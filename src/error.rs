//! Error types for the Keepsake library
//!
//! All fallible operations return [`Result<T>`]. The error taxonomy follows
//! how failures are handled by the engines: transient I/O problems are
//! skipped per item by the caller, integrity failures abort only the
//! affected file or extraction, persistence failures abort the current
//! batch, and configuration errors are fatal at startup.

use std::path::PathBuf;
use thiserror::Error;

/// Type alias for Results in the Keepsake library
pub type Result<T> = std::result::Result<T, KeepsakeError>;

/// Main error type for all Keepsake operations
#[derive(Debug, Error)]
pub enum KeepsakeError {
    /// I/O errors during file operations
    #[error("IO error: {0}")]
    Io(#[from] std::io::Error),

    /// Errors during JSON serialization/deserialization of the catalog
    #[error("JSON error: {0}")]
    Json(#[from] serde_json::Error),

    /// Errors from the OS file notification backend
    #[error("Watch error: {0}")]
    Notify(#[from] notify::Error),

    /// Walk directory error from the walkdir crate
    #[error("Walk directory error: {0}")]
    WalkDir(#[from] walkdir::Error),

    /// Decompression errors (malformed or truncated chunk stream)
    #[error("Decompression error: {0}")]
    Decompression(String),

    /// Hash mismatch during extraction or restore
    #[error("Hash mismatch - expected: {expected}, actual: {actual}")]
    HashMismatch {
        /// Expected hash value
        expected: String,
        /// Actual computed hash value
        actual: String,
    },

    /// A requested byte range extends past the end of a chunk
    #[error("Range {offset}+{length} extends beyond chunk boundary ({chunk_len} bytes)")]
    ChunkBoundary {
        /// Start of the requested range
        offset: u64,
        /// Length of the requested range
        length: u64,
        /// Total length of the chunk payload
        chunk_len: u64,
    },

    /// A placement references a chunk ID missing from the catalog
    #[error("Chunk {0} not found in catalog")]
    ChunkNotFound(u64),

    /// A cataloged chunk's backing file is missing from disk
    #[error("Chunk file missing: {path:?}")]
    ChunkFileMissing {
        /// Expected path of the chunk file
        path: PathBuf,
    },

    /// Backup validation failed
    #[error("Validation failed: {0}")]
    ValidationFailed(String),

    /// Restore operation failed for a specific file
    #[error("Restore failed: {0}")]
    RestoreFailed(String),

    /// Catalog persistence (write/rename) failure
    #[error("Persistence error: {0}")]
    Persistence(String),

    /// Invalid configuration
    #[error("Invalid configuration: {0}")]
    InvalidConfiguration(String),

    /// The engine is shutting down and no longer accepts work
    #[error("Engine is shutting down")]
    ShuttingDown,
}

impl KeepsakeError {
    /// Create a decompression error with a custom message
    pub fn decompression(msg: impl Into<String>) -> Self {
        KeepsakeError::Decompression(msg.into())
    }

    /// Create a validation error with a custom message
    pub fn validation(msg: impl Into<String>) -> Self {
        KeepsakeError::ValidationFailed(msg.into())
    }

    /// Create a restore error with a custom message
    pub fn restore(msg: impl Into<String>) -> Self {
        KeepsakeError::RestoreFailed(msg.into())
    }

    /// Create a persistence error with a custom message
    pub fn persistence(msg: impl Into<String>) -> Self {
        KeepsakeError::Persistence(msg.into())
    }

    /// Create a configuration error with a custom message
    pub fn config(msg: impl Into<String>) -> Self {
        KeepsakeError::InvalidConfiguration(msg.into())
    }

    /// Check if this error indicates corrupted or tampered data
    pub fn is_integrity(&self) -> bool {
        matches!(
            self,
            KeepsakeError::HashMismatch { .. }
                | KeepsakeError::Decompression(_)
                | KeepsakeError::ChunkBoundary { .. }
        )
    }
}

#[cfg(test)]
mod tests {
    use super::*;

    #[test]
    fn test_error_display() {
        let err = KeepsakeError::ChunkNotFound(42);
        assert_eq!(err.to_string(), "Chunk 42 not found in catalog");
    }

    #[test]
    fn test_error_integrity() {
        assert!(KeepsakeError::HashMismatch {
            expected: "abc".to_string(),
            actual: "def".to_string(),
        }
        .is_integrity());
        assert!(KeepsakeError::decompression("truncated").is_integrity());
        assert!(!KeepsakeError::ShuttingDown.is_integrity());
    }
}
//! Core data types used throughout the Keepsake library
//!
//! The durable catalog model ([`Catalog`], [`FileRecord`], [`ChunkRecord`],
//! [`ChunkPlacement`]) is what gets serialized to `catalog.json`; the
//! transient types ([`ChangeEvent`], [`WatchConfig`], summaries) only live
//! in memory.
//!
//! ## Catalog invariants
//!
//! - Every placement in any [`FileRecord`] resolves to a [`ChunkRecord`]
//!   present in `chunks`, and `offset + length <= chunk.raw_size`.
//! - Chunk IDs are strictly increasing and never reused.
//! - File records are never removed; deletions set `deleted = true` so
//!   restore history and chunk references stay consistent.

use chrono::{DateTime, Utc};
use serde::{Deserialize, Serialize};
use std::collections::BTreeMap;
use std::path::PathBuf;
use std::time::Duration;

/// Current on-disk catalog format version
pub const CATALOG_FORMAT_VERSION: u32 = 1;

/// Name of the persisted catalog file inside the backup directory
pub const CATALOG_FILE_NAME: &str = "catalog.json";

/// Default chunk size bound: 5 MiB of raw file bytes per chunk
pub const DEFAULT_CHUNK_SIZE: u64 = 5 * 1024 * 1024;

/// Deterministic file name for a chunk's compressed payload
pub fn chunk_file_name(id: u64) -> String {
    format!("chunk_{:06}.lz4", id)
}

/// Location of one file's bytes within a chunk
#[derive(Debug, Clone, Copy, PartialEq, Eq, Serialize, Deserialize)]
pub struct ChunkPlacement {
    /// ID of the chunk holding the bytes
    pub chunk_id: u64,
    /// Byte offset of the file's data within the chunk's raw payload
    pub offset: u64,
    /// Number of bytes belonging to the file
    pub length: u64,
}

/// Per-file state tracked by the catalog
///
/// One record exists per tracked path, created on the first observed
/// CREATE and mutated on MODIFY/DELETE. Records are tombstoned rather
/// than removed.
#[derive(Debug, Clone, PartialEq, Serialize, Deserialize)]
pub struct FileRecord {
    /// Path relative to the watched tree root
    pub path: PathBuf,
    /// File size in bytes at last backup
    pub size: u64,
    /// Last modified timestamp at last backup
    pub modified: DateTime<Utc>,
    /// SHA-256 hash of the file content
    pub content_hash: String,
    /// Ordered placements locating the file's bytes in chunks
    pub placements: Vec<ChunkPlacement>,
    /// Whether the file has been deleted from the watched tree
    pub deleted: bool,
}

/// Inventory entry for one sealed chunk
///
/// Immutable once written; chunk files are never rewritten, only new
/// chunk IDs appended.
#[derive(Debug, Clone, PartialEq, Serialize, Deserialize)]
pub struct ChunkRecord {
    /// Monotonic, catalog-scoped chunk ID
    pub id: u64,
    /// File name of the compressed payload in the backup directory
    pub filename: String,
    /// Size of the raw (uncompressed) payload in bytes
    pub raw_size: u64,
    /// Size of the compressed payload in bytes
    pub compressed_size: u64,
    /// SHA-256 hash of the raw payload
    pub content_hash: String,
}

/// The durable source of truth: per-file state plus chunk inventory
#[derive(Debug, Clone, Serialize, Deserialize)]
pub struct Catalog {
    /// On-disk format version
    pub format_version: u32,
    /// When this catalog was first created
    pub created_at: DateTime<Utc>,
    /// When this catalog was last saved
    pub updated_at: DateTime<Utc>,
    /// Map of tree-relative path to file record
    pub files: BTreeMap<PathBuf, FileRecord>,
    /// Ordered chunk inventory, ascending by ID
    pub chunks: Vec<ChunkRecord>,
}

impl Catalog {
    /// Create a fresh, empty catalog
    pub fn new() -> Self {
        let now = Utc::now();
        Catalog {
            format_version: CATALOG_FORMAT_VERSION,
            created_at: now,
            updated_at: now,
            files: BTreeMap::new(),
            chunks: Vec::new(),
        }
    }

    /// Highest chunk ID currently in the inventory, or 0 when empty
    pub fn max_chunk_id(&self) -> u64 {
        self.chunks.iter().map(|c| c.id).max().unwrap_or(0)
    }

    /// Look up a chunk record by ID
    pub fn chunk(&self, id: u64) -> Option<&ChunkRecord> {
        self.chunks.iter().find(|c| c.id == id)
    }

    /// Iterate over non-tombstoned file records
    pub fn live_files(&self) -> impl Iterator<Item = &FileRecord> {
        self.files.values().filter(|f| !f.deleted)
    }
}

impl Default for Catalog {
    fn default() -> Self {
        Self::new()
    }
}

/// Kind of observed filesystem change
#[derive(Debug, Clone, Copy, PartialEq, Eq, Hash)]
pub enum ChangeKind {
    /// A path appeared that the catalog does not know (or knew as deleted)
    Create,
    /// A known path's content or mtime changed
    Modify,
    /// A known live path disappeared
    Delete,
    /// Reconciliation trigger from the periodic scan; carries no
    /// operation by itself
    Scan,
}

/// A debounced, deduplicated change notification
///
/// Transient only; never persisted.
#[derive(Debug, Clone, PartialEq)]
pub struct ChangeEvent {
    /// Path relative to the watched tree root
    pub path: PathBuf,
    /// Coalesced operation
    pub kind: ChangeKind,
    /// When the coordinator emitted the event
    pub observed_at: DateTime<Utc>,
}

impl ChangeEvent {
    /// Build an event observed now
    pub fn now(path: PathBuf, kind: ChangeKind) -> Self {
        ChangeEvent {
            path,
            kind,
            observed_at: Utc::now(),
        }
    }
}

/// Tuning knobs for the change coordinator
#[derive(Debug, Clone)]
pub struct WatchConfig {
    /// Quiet period before a coalesced event is emitted
    pub debounce: Duration,
    /// Interval between periodic full scans; deliberately longer than the
    /// orchestrator's own refresh so the two sweeps stay independent
    pub scan_interval: Duration,
    /// Capacity of the outbound change-event channel
    pub event_capacity: usize,
    /// Capacity of the error-report channel
    pub error_capacity: usize,
}

impl Default for WatchConfig {
    fn default() -> Self {
        WatchConfig {
            debounce: Duration::from_millis(500),
            scan_interval: Duration::from_secs(600),
            event_capacity: 256,
            error_capacity: 16,
        }
    }
}

/// Result of one backup batch
#[derive(Debug, Clone, Default)]
pub struct BackupSummary {
    /// Number of files packed into chunks
    pub files_backed_up: usize,
    /// Number of files tombstoned
    pub files_deleted: usize,
    /// Number of chunk files written
    pub chunks_written: usize,
    /// Total raw bytes packed
    pub bytes_raw: u64,
    /// Total compressed bytes written
    pub bytes_compressed: u64,
}

/// Result of a restore run
#[derive(Debug, Clone, Default)]
pub struct RestoreSummary {
    /// Number of files fully restored
    pub files_restored: usize,
    /// Number of files that failed and were skipped
    pub files_failed: usize,
    /// Total bytes written to the target tree
    pub bytes_written: u64,
    /// Per-file warnings collected during the run
    pub warnings: Vec<String>,
}

/// Report produced by `verify`: validation outcome plus catalog statistics
#[derive(Debug, Clone, Default)]
pub struct VerifyReport {
    /// Number of chunks in the inventory
    pub chunk_count: usize,
    /// Chunk file names that are missing from disk
    pub missing_chunks: Vec<String>,
    /// Number of live (non-tombstoned) files
    pub active_files: usize,
    /// Number of tombstoned files
    pub deleted_files: usize,
    /// Total raw bytes across all chunks
    pub total_raw_bytes: u64,
    /// Total compressed bytes across all chunks
    pub total_compressed_bytes: u64,
}

impl VerifyReport {
    /// Whether every cataloged chunk has a backing file on disk
    pub fn is_valid(&self) -> bool {
        self.missing_chunks.is_empty()
    }
}
//! # Keepsake - Continuous incremental directory backup
//!
//! Keepsake watches a directory tree, detects file creations,
//! modifications, and deletions, packs changed file contents into
//! fixed-size compressed chunks, and records a durable catalog mapping
//! files to the chunks that hold their bytes. Any tracked file can later
//! be reconstructed from that catalog.
//!
//! ## Architecture
//!
//! Leaf to root:
//!
//! - [`utils`]: content-addressed SHA-256 digests and path/mtime helpers
//! - [`compression`]: the LZ4 codec boundary, one compress per sealed
//!   chunk and one decompress per chunk read
//! - [`chunker`]: groups file contents into size-bounded chunks and
//!   records per-file byte ranges within each chunk
//! - [`watcher`]: turns raw OS notifications into a debounced,
//!   deduplicated stream of change events, plus a periodic full scan
//! - [`catalog`]: the durable source of truth with atomic save/load and
//!   tree reconciliation
//! - [`backup`]: the orchestrator consuming change events and driving
//!   packer, codec, and catalog
//! - [`restore`]: the inverse engine, rebuilding files from chunk byte
//!   ranges and restoring timestamps
//!
//! ## Quick start
//!
//! ```rust,no_run
//! use keepsake::{BackupEngine, CatalogStore, RestoreEngine, DEFAULT_CHUNK_SIZE};
//! use std::path::Path;
//! use std::sync::Arc;
//!
//! # #[tokio::main]
//! # async fn main() -> keepsake::Result<()> {
//! // Back up a tree once
//! let catalog = Arc::new(CatalogStore::open(Path::new("./backup"))?);
//! let engine = BackupEngine::start(Path::new("./project"), Arc::clone(&catalog), DEFAULT_CHUNK_SIZE);
//! let summary = engine.perform_full_backup()?;
//! println!("backed up {} files", summary.files_backed_up);
//! engine.shutdown().await;
//!
//! // Restore it somewhere else
//! let restore = RestoreEngine::open(Path::new("./backup"))?;
//! let result = restore.restore_all(Path::new("./restored"))?;
//! println!("restored {} files", result.files_restored);
//! # Ok(())
//! # }
//! ```
//!
//! ## Durability model
//!
//! The catalog is serialized whole and written via temp-file-then-rename,
//! so a crash mid-write leaves the previous catalog intact. Chunk files
//! are append-only: superseded data is never compacted or collected, and
//! no content deduplication is performed across files or generations.
//! The periodic full scan, not retries, is the self-healing mechanism for
//! events missed due to transient errors.

pub mod backup;
pub mod catalog;
pub mod chunker;
pub mod compression;
pub mod error;
pub mod restore;
pub mod types;
pub mod utils;
pub mod watcher;

// Re-export main types for convenience
pub use backup::BackupEngine;
pub use catalog::CatalogStore;
pub use chunker::{extract, extract_verified, Chunker, FileSlice, PackedChunk};
pub use compression::CompressionCodec;
pub use error::{KeepsakeError, Result};
pub use restore::RestoreEngine;
pub use types::{
    chunk_file_name, BackupSummary, Catalog, ChangeEvent, ChangeKind, ChunkPlacement,
    ChunkRecord, FileRecord, RestoreSummary, VerifyReport, WatchConfig, DEFAULT_CHUNK_SIZE,
};
pub use watcher::ChangeCoordinator;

+-------+

Please state how many lines in the listing hold the string "failures", giving the number alone.

3